◆ HOW TO COMPLETE THIS TASK: Within the listing below, the lines containing "then" are to be counted. Give the number only.
---- DATA FOR REVIEW
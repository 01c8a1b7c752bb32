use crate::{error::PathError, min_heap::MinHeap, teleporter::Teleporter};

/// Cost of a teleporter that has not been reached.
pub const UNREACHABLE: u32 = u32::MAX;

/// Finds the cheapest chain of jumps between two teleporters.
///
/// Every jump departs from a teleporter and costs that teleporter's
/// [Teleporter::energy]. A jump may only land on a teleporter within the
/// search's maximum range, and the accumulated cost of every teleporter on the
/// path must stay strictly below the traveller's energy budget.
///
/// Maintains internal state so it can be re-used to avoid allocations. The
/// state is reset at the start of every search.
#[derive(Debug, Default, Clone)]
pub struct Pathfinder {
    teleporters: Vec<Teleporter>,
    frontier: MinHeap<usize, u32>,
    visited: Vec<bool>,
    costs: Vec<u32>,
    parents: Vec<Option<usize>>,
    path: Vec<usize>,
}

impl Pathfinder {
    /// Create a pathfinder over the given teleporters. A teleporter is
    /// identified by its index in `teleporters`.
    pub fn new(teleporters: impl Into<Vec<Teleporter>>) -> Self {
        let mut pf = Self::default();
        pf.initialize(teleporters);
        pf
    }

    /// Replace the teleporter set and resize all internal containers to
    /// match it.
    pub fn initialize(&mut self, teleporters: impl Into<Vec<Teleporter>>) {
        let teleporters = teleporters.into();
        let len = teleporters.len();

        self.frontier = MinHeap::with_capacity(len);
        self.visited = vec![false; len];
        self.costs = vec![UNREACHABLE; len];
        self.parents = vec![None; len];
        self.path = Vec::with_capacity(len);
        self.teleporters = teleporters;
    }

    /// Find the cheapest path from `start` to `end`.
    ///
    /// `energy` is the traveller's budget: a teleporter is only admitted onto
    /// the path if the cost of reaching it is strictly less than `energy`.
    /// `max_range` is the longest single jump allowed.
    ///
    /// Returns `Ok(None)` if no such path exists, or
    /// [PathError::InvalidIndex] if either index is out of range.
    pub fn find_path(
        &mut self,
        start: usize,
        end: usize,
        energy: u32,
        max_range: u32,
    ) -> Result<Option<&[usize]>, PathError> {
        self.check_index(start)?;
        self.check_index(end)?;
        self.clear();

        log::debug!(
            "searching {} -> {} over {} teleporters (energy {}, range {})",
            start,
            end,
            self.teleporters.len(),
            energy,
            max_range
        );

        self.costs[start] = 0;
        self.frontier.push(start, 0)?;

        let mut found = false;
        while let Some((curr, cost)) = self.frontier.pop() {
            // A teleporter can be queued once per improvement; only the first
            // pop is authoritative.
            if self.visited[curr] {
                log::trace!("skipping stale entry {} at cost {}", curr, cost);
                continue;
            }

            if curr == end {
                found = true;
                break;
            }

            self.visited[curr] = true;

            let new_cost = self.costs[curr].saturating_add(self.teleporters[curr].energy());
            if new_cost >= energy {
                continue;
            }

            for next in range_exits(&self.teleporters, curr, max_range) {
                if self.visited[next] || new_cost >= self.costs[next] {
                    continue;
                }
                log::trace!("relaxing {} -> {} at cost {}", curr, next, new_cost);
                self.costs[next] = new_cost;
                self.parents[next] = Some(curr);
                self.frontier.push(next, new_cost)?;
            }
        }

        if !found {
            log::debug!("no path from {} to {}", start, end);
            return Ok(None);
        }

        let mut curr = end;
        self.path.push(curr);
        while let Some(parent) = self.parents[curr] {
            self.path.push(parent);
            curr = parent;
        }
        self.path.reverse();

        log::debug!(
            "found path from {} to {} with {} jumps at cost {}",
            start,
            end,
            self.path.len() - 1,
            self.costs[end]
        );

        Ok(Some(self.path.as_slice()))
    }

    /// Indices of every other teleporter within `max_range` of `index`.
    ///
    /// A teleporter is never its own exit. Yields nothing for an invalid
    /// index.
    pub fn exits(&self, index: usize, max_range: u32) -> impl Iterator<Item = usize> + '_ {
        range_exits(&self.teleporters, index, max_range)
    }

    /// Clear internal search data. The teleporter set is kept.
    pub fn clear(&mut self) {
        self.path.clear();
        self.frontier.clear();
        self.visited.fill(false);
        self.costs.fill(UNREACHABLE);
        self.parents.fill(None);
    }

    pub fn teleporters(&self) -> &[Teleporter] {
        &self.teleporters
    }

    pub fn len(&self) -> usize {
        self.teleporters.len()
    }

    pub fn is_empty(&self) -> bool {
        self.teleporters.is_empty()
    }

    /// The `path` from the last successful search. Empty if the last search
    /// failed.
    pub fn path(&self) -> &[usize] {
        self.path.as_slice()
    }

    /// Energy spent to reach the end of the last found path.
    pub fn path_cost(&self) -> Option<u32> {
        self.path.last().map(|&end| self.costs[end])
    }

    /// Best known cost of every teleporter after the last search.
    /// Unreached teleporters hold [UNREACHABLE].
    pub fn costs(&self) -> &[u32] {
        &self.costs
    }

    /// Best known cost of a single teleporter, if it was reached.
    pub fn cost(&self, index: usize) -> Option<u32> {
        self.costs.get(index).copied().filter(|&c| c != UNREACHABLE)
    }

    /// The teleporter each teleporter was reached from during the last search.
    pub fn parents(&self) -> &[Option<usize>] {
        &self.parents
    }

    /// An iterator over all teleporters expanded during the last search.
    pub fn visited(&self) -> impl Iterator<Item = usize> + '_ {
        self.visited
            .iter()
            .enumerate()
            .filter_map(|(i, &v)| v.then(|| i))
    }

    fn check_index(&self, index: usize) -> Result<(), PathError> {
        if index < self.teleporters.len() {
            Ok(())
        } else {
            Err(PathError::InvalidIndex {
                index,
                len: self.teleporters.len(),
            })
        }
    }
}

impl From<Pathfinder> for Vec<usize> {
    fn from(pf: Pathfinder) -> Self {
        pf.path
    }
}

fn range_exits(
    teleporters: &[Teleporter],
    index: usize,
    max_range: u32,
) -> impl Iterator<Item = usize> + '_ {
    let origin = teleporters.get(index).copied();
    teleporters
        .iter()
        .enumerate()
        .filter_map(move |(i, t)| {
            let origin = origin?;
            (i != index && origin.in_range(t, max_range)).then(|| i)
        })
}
--------
◆ SOLUTION FOR THIS TASK: 2